The rest of the potential Chasers tried out, and a fifth year was chosen for the last position. Draco grinned as he heard Quinn roaring, "ALRIGHT EVERYONE, TRYOUTS ARE OVER! NO, I AM NOT QUITTING THE TEAM SO YOU CAN BE A LOUSY KEEPER, MCFLANAHAN!"
Draco stood and started making his way out of the stands; before he could, Tess landed in front of him and dismounted. "What are you doing here?"
"Pansy insisted I come," Draco sneered, "so that I could Confund you."
Tess raised an eyebrow. "So why could I hear you cheering?"
"I wasn't cheering," he scoffed. "I was yelling 'dang'. You know, I'm surprised a Mudblood was accepted onto the team."
Instead of looking angry or hurt, Tess laughed. "Oh, Draco. You just never learn, do you? And look what I got." She held out her broom.
SHE GOT A FIREBOLT? Draco screamed inwardly. He kept his face in its disgusted look and opened his mouth, but before he could say anything Tess plowed on. "Pity you didn't wait a year to join the Slytherin team . . . then you could hone your nonexistent skills and buy your way onto the team with the Firebolt, not the wimpy Nimbus Two Thousand and One."

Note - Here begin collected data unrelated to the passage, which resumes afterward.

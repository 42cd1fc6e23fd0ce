//! Depth image to point projection.
//!
//! Each pixel away from the image border is denoised using its 3x3 neighbourhood: samples far
//! from the neighbourhood average are rejected, and the range of the pixel is the average of the
//! remaining ones. If the accepted samples lie mostly on one side of the pixel the angle lookup is
//! moved one pixel towards that side. The range and angles are then turned into a point using the
//! sensor's mount.

// ------------------------------------------------------------------------------------------------
// IMPORTS
// ------------------------------------------------------------------------------------------------

use comms_if::eqpt::tof::{TOF_XS, TOF_YS};

use super::scan::{Point, MAX_POINTS};
use crate::{calib::AngleTables, mount::SensorMount};

// ------------------------------------------------------------------------------------------------
// CONSTANTS
// ------------------------------------------------------------------------------------------------

/// Maximum distance of a sample from its neighbourhood's average to be kept.
///
/// Units: millimeters
const CONFORMING_TOLERANCE: i32 = 350;

/// A pixel needs more than this many valid (non-zero) samples in its neighbourhood.
const MIN_VALID: i32 = 4;

/// A pixel needs more than this many conforming samples in its neighbourhood.
const MIN_CONFORMING: i32 = 2;

/// Net offset of the conforming samples beyond which the angle lookup is moved.
const ANCHOR_SHIFT_THRESHOLD: i32 = 2;

// ------------------------------------------------------------------------------------------------
// STRUCTS
// ------------------------------------------------------------------------------------------------

/// The denoised range of one pixel.
#[derive(Debug, Clone, Copy, PartialEq)]
pub struct Sample {
    /// Units: millimeters
    pub range: f32,

    /// Pixel to look the angles up at.
    pub anchor_x: usize,
    pub anchor_y: usize,
}

/// Summary of the points produced from one frame.
#[derive(Debug, Clone, Copy, Default, PartialEq)]
pub struct ProjectionStats {
    /// Points appended to the output.
    pub n_points: usize,

    /// Sum of the ranges of the appended points.
    pub range_sum: f64,
}

// ------------------------------------------------------------------------------------------------
// FUNCTIONS
// ------------------------------------------------------------------------------------------------

/// Project a depth image, appending the points to `points` until it holds [`MAX_POINTS`].
///
/// `offset` is added to the x and y of every point.
pub fn project_frame(
    depth: &[u16],
    tables: &AngleTables,
    mount: &SensorMount,
    offset: (f64, f64),
    points: &mut Vec<Point>,
) -> ProjectionStats {
    let mut stats = ProjectionStats::default();

    for py in 1..TOF_YS - 1 {
        for px in 1..TOF_XS - 1 {
            let sample = match denoise(depth, px, py) {
                Some(s) => s,
                None => continue,
            };

            if points.len() >= MAX_POINTS {
                continue;
            }

            points.push(to_point(&sample, tables, mount, offset));
            stats.n_points += 1;
            stats.range_sum += sample.range as f64;
        }
    }

    stats
}

/// Denoise the pixel at `(px, py)`, which must not be on the image border.
///
/// Returns `None` if the neighbourhood is too sparse or too inconsistent to give a range.
pub fn denoise(depth: &[u16], px: usize, py: usize) -> Option<Sample> {
    let neighbourhood = || {
        (-1i32..=1).flat_map(move |dy| {
            (-1i32..=1).map(move |dx| {
                let i = (py as i32 + dy) as usize * TOF_XS + (px as i32 + dx) as usize;
                (dx, dy, depth[i] as i32)
            })
        })
    };

    let (n_valid, sum) = neighbourhood()
        .filter(|&(_, _, d)| d != 0)
        .fold((0, 0), |(n, s), (_, _, d)| (n + 1, s + d));

    if n_valid <= MIN_VALID {
        return None;
    }

    let avg = sum / n_valid;

    let mut n_conforming = 0;
    let mut sum_conforming = 0;
    let mut cumul_dx = 0;
    let mut cumul_dy = 0;

    for (dx, dy, d) in neighbourhood() {
        if d != 0 && d > avg - CONFORMING_TOLERANCE && d < avg + CONFORMING_TOLERANCE {
            n_conforming += 1;
            sum_conforming += d;
            cumul_dx += dx;
            cumul_dy += dy;
        }
    }

    if n_conforming <= MIN_CONFORMING {
        return None;
    }

    Some(Sample {
        range: sum_conforming as f32 / n_conforming as f32,
        anchor_x: shift_anchor(px, cumul_dx),
        anchor_y: shift_anchor(py, cumul_dy),
    })
}

fn shift_anchor(p: usize, cumul: i32) -> usize {
    if cumul < -ANCHOR_SHIFT_THRESHOLD {
        p - 1
    } else if cumul > ANCHOR_SHIFT_THRESHOLD {
        p + 1
    } else {
        p
    }
}

fn to_point(
    sample: &Sample,
    tables: &AngleTables,
    mount: &SensorMount,
    offset: (f64, f64),
) -> Point {
    let (x_ang, y_ang) = tables.at(sample.anchor_x, sample.anchor_y);
    let (hor, ver) = mount.mode.lookup(x_ang, y_ang);

    let hor = hor as f64 + mount.heading;
    let ver = ver as f64 + mount.vertical;
    let d = sample.range as f64;

    let x = d * ver.cos() * hor.cos() + mount.x + offset.0;
    let y = -(d * ver.cos() * hor.sin()) + mount.y + offset.1;
    let z = d * ver.sin() + mount.z;

    Point {
        x: x as i32,
        y: y as i32,
        z: z as i32,
    }
}

// ------------------------------------------------------------------------------------------------
// TESTS
// ------------------------------------------------------------------------------------------------

#[cfg(test)]
mod test {
    use super::*;
    use crate::{
        calib::CalibError,
        mount::{MountMode, MountTable},
    };
    use comms_if::eqpt::tof::TOF_PIXELS;

    /// A blank depth image with the 3x3 neighbourhood of `(px, py)` set, row by row.
    fn with_neighbourhood(px: usize, py: usize, values: [u16; 9]) -> Vec<u16> {
        let mut depth = vec![0; TOF_PIXELS];
        for (i, v) in values.iter().enumerate() {
            let x = px + i % 3 - 1;
            let y = py + i / 3 - 1;
            depth[y * TOF_XS + x] = *v;
        }
        depth
    }

    #[test]
    fn test_denoise() {
        let depth = with_neighbourhood(20, 10, [0, 500, 510, 505, 500, 0, 495, 505, 0]);

        // 6 valid samples averaging 502, all conforming, offsets cancel out
        let s = denoise(&depth, 20, 10);
        assert_eq!(
            s,
            Some(Sample {
                range: 502.5,
                anchor_x: 20,
                anchor_y: 10
            })
        );
    }

    #[test]
    fn test_denoise_rejects() {
        // Outliers are excluded from the range
        let depth = with_neighbourhood(5, 5, [500, 500, 500, 500, 500, 500, 500, 500, 2000]);
        assert_eq!(denoise(&depth, 5, 5).map(|s| s.range), Some(500.0));

        // Too few valid samples
        let depth = with_neighbourhood(5, 5, [500, 500, 500, 500, 0, 0, 0, 0, 0]);
        assert_eq!(denoise(&depth, 5, 5), None);

        // Enough valid samples but only one near their average
        let depth = with_neighbourhood(5, 5, [100, 100, 2000, 3000, 4000, 0, 0, 0, 0]);
        assert_eq!(denoise(&depth, 5, 5), None);
    }

    #[test]
    fn test_anchor_shift() {
        // Samples only in the centre and right columns, biased right
        let depth = with_neighbourhood(30, 20, [0, 700, 700, 0, 700, 700, 0, 700, 700]);
        let s = denoise(&depth, 30, 20);
        assert_eq!(s.map(|s| (s.anchor_x, s.anchor_y)), Some((31, 20)));

        // Top two rows, biased up
        let depth = with_neighbourhood(30, 20, [700, 700, 700, 700, 700, 700, 0, 0, 0]);
        let s = denoise(&depth, 30, 20);
        assert_eq!(s.map(|s| (s.anchor_x, s.anchor_y)), Some((30, 19)));
    }

    #[test]
    fn test_project_frame() -> Result<(), CalibError> {
        let tables = AngleTables::new()?;
        let mount = SensorMount {
            mode: MountMode::Upright,
            x: 100.0,
            y: -50.0,
            heading: 0.0,
            vertical: 0.0,
            z: 200.0,
        };

        // A uniform wall
        let depth = vec![1000; TOF_PIXELS];
        let mut points = Vec::new();
        let stats = project_frame(&depth, &tables, &mount, (0.0, 0.0), &mut points);

        assert_eq!(stats.n_points, (TOF_XS - 2) * (TOF_YS - 2));
        assert_eq!(points.len(), stats.n_points);
        assert!((stats.range_sum / stats.n_points as f64 - 1000.0).abs() < 1e-6);

        // Everything lies in front of the sensor, no further than the range
        for p in points.iter() {
            assert!(p.x > 100 && p.x <= 1100);
            assert!((p.y + 50).abs() <= 1000);
            assert!((p.z - 200).abs() <= 1000);
        }

        // The offset only moves points horizontally
        let mut shifted = Vec::new();
        project_frame(&depth, &tables, &mount, (10.0, 20.0), &mut shifted);
        for (a, b) in points.iter().zip(shifted.iter()) {
            assert!((b.x - a.x - 10).abs() <= 1);
            assert!((b.y - a.y - 20).abs() <= 1);
            assert_eq!(a.z, b.z);
        }

        Ok(())
    }

    #[test]
    fn test_point_capacity() -> Result<(), Box<dyn std::error::Error>> {
        let tables = AngleTables::new()?;
        let mounts = MountTable::default();
        let mount = mounts.get(0)?;

        let depth = vec![800; TOF_PIXELS];
        let mut points = vec![Point::default(); MAX_POINTS - 10];
        let stats = project_frame(&depth, &tables, mount, (0.0, 0.0), &mut points);

        assert_eq!(stats.n_points, 10);
        assert_eq!(points.len(), MAX_POINTS);

        Ok(())
    }
}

Draco fumbled for words, but came up empty, so he gestured behind him for Pansy to speak. She did.
"Oh, yeah, Wilford?" She stepped up next to Draco. "How'd you get to be so 'good'? Did Quinn bewitch the ball for you? Or did you bribe him to let you score on him because you've got the best broom of the rest of them? Who knew that you'd go to such lengths to be noticed, Mudblood?"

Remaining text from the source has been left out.